Paulo Henriques Britto

Dizer que a maior parte da poesia produzida pelos poetas brasileiros da atualidade
é escrita em verso livre é correto, mas é dizer muito pouco. O termo “verso livre” abrange
uma variedade enorme de formas poéticas que têm em comum apenas o fato de não
utilizarem um metro fixo. Quando dizemos que Glauco Mattoso escreve sonetos, estamos
dizendo que há elementos formais na poesia deste poeta de nosso tempo que são idênticos
ou muito semelhantes aos que caracterizam os sonetos de Camões, Gregório de Matos,
Bocage e Vinicius de Moraes; mas quando dizemos que Álvaro de Campos, Nuno Júdice,
Armando Freitas Filho e Angélica Freitas utilizam o verso livre, é evidente que não
estamos dizendo que as formas empregadas por esses quatro poetas são comparáveis no
mesmo sentido que são os sonetos de Camões e os de Glauco Mattoso.
A tradicional classificação mencionada por Fussell (1979), que distingue o verso
longo sempre terminado em pausa de Walt Whitman do verso curto e frequentemente
enjambado de William Carlos Williams, é um bom ponto de partida. Essa classificação
nos chama a atenção para um fato importante: o verso de Whitman é uma forma
comprometida com um momento encerrado da história das formas poéticas, o momento
de valorização da cidade e da modernidade em geral como material aproveitável pela
poesia. Mais exatamente, trata-se de um período iniciado em meados do século XIX, com
Whitman e Baudelaire — o qual, diga-se de passagem, jamais utilizou o verso livre — e
encerrado por volta da Segunda Guerra Mundial. Casos como o de Allen Ginsberg, nos
Estados Unidos, que empregou o verso longo de Whitman até sua morte, ocorrida na
última década do século XX, ou de Alexei Bueno, um poeta brasileiro contemporâneo
que ocasionalmente ainda utiliza a forma, podem ser considerados como exceções. De
modo geral, no Brasil tanto nos Estados Unidos, desde o ocaso das neovanguardas, em
meados do século passado, os poetas têm optado por diferentes modalidades do verso
curto e enjambado de Williams. Porém, mais uma vez, nos deparamos com uma definição
de caráter negativo que abarca coisas muito diferentes: as variedades do “verso livre de
Williams” empregadas pelos poetas brasileiros da atualidade só têm duas coisas em
comum: eles tendem a não se alongar muito e a não terminarem sistematicamente em
pausa.

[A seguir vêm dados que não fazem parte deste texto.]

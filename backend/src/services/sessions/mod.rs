//! Session upload and analysis.
//!
//! A session is the pair of transient files (template + dataset, plus an
//! optional signature image) that one issuance run works from. The provided
//! route is:
//! - `POST /api/sessions/analyze`: multipart upload of `template`, `data`
//!   and optional `signature` parts. Files are saved under the configured
//!   base directory with a session-id prefix, the template's placeholders
//!   are extracted, the dataset is loaded, and the response carries the
//!   placeholder/column mapping preview plus up to five preview rows.
//!
//! Session files are transient: the generation worker deletes them when its
//! job finishes, regardless of outcome.

mod analyze;

use actix_web::web::{post, scope};
use actix_web::Scope;
use std::fs;
use std::path::PathBuf;

use crate::config::Config;

const API_PATH: &str = "/api/sessions";

pub fn configure_routes() -> Scope {
    scope(API_PATH).route("/analyze", post().to(analyze::process))
}

/// Paths of one session's saved uploads.
#[derive(Clone, Debug)]
pub struct SessionFiles {
    pub template: PathBuf,
    pub data: PathBuf,
    pub signature: Option<PathBuf>,
}

/// Finds the saved files for `session_id`, or `None` when the template or
/// dataset is missing (expired or never-uploaded session).
pub fn locate_session_files(config: &Config, session_id: &str) -> Option<SessionFiles> {
    let find_prefixed = |dir: PathBuf, prefix: String| -> Option<PathBuf> {
        let entries = fs::read_dir(dir).ok()?;
        for entry in entries.flatten() {
            let name = entry.file_name();
            if name.to_string_lossy().starts_with(&prefix) {
                return Some(entry.path());
            }
        }
        None
    };

    let template = find_prefixed(config.uploads_dir(), format!("{session_id}_template"))?;
    let data = find_prefixed(config.uploads_dir(), format!("{session_id}_data"))?;
    let signature = find_prefixed(config.signatures_dir(), format!("{session_id}_signature"));
    Some(SessionFiles {
        template,
        data,
        signature,
    })
}

/// Deletes a session's transient files. Best-effort: removal failures are
/// ignored so cleanup can never fail a job that already finished.
pub fn remove_session_files(files: &SessionFiles) {
    let _ = fs::remove_file(&files.template);
    let _ = fs::remove_file(&files.data);
    if let Some(signature) = &files.signature {
        let _ = fs::remove_file(signature);
    }
}
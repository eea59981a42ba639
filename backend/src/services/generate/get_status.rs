use actix_web::{web, HttpResponse, Responder};

use crate::job_controller::state::JobsState;

/// Non-consuming poll: a read-only snapshot of the job record, or 404 when
/// the id is unknown or the job was already consumed by the stream.
pub(crate) async fn process(
    job_id: web::Path<String>,
    state: web::Data<JobsState>,
) -> impl Responder {
    let jobs = state.jobs.read().await;
    match jobs.get(job_id.as_str()) {
        Some(record) => HttpResponse::Ok().json(record.snapshot()),
        None => HttpResponse::NotFound().body("Job ID not found"),
    }
}
use serde::{Deserialize, Serialize};

/// Number of per-row error messages surfaced to clients. The full list is
/// kept internally for diagnostics; only this many ever cross the transport
/// boundary.
pub const SURFACED_ERROR_LIMIT: usize = 5;

/// Lifecycle of a batch issuance job.
///
/// Transitions are `Queued -> Running -> {Done | Error}`; no transition ever
/// leaves a terminal phase.
#[derive(Clone, Copy, Debug, PartialEq, Eq, Serialize, Deserialize)]
#[serde(rename_all = "lowercase")]
pub enum JobPhase {
    Queued,
    Running,
    Done,
    Error,
}

impl JobPhase {
    pub fn is_terminal(self) -> bool {
        matches!(self, JobPhase::Done | JobPhase::Error)
    }
}

/// Orchestration state for one batch run.
///
/// Mutated only by the central job updater task while the job is live; read
/// paths observe clones taken under the registry lock. Once the phase is
/// terminal, all counters are frozen.
#[derive(Clone, Debug, Serialize, Deserialize)]
pub struct JobRecord {
    pub phase: JobPhase,
    /// Total number of dataset rows, known once loading succeeds.
    pub total: usize,
    /// Rows processed so far, successful or not. Increases by exactly one
    /// per row and never decreases.
    pub done: usize,
    pub success_count: usize,
    /// Ordered per-row failure descriptions. Unbounded internally; truncated
    /// to [`SURFACED_ERROR_LIMIT`] whenever it leaves the process.
    pub errors: Vec<String>,
    /// Location of the finished archive, set only on the transition to `Done`.
    pub output_path: Option<String>,
    /// Human-readable failure, set only on the transition to `Error`.
    pub failure: Option<String>,
}

impl JobRecord {
    pub fn queued() -> Self {
        Self {
            phase: JobPhase::Queued,
            total: 0,
            done: 0,
            success_count: 0,
            errors: Vec::new(),
            output_path: None,
            failure: None,
        }
    }

    /// Read-only view handed to poll callers, with the error list capped.
    pub fn snapshot(&self) -> JobSnapshot {
        JobSnapshot {
            status: self.phase,
            total: self.total,
            done: self.done,
            success_count: self.success_count,
            error_count: self.errors.len(),
            errors: self
                .errors
                .iter()
                .take(SURFACED_ERROR_LIMIT)
                .cloned()
                .collect(),
            failure: self.failure.clone(),
        }
    }
}

/// Transport-facing copy of a [`JobRecord`].
#[derive(Clone, Debug, Serialize, Deserialize)]
pub struct JobSnapshot {
    pub status: JobPhase,
    pub total: usize,
    pub done: usize,
    pub success_count: usize,
    /// Full error count, even when `errors` is truncated.
    pub error_count: usize,
    pub errors: Vec<String>,
    pub failure: Option<String>,
}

Em vez de tentar estabelecer uma subcategorização da classificação binária
original do verso livre, talvez faça mais sentido simplesmente examinar as formas
praticadas por poetas individuais e apontar os diferentes recursos por eles empregados.
Só depois de estudar um número considerável de versões diferentes do “verso livre” é
que poderíamos pensar em realizar algum tipo de classificação mais fina. Assim, apenas
a título de exemplificação da variedade atual, gostaria de examinar poemas de quatro
autores brasileiros contemporâneos.
Comecemos com um exemplo de Annita Costa Malufe (2012: 97).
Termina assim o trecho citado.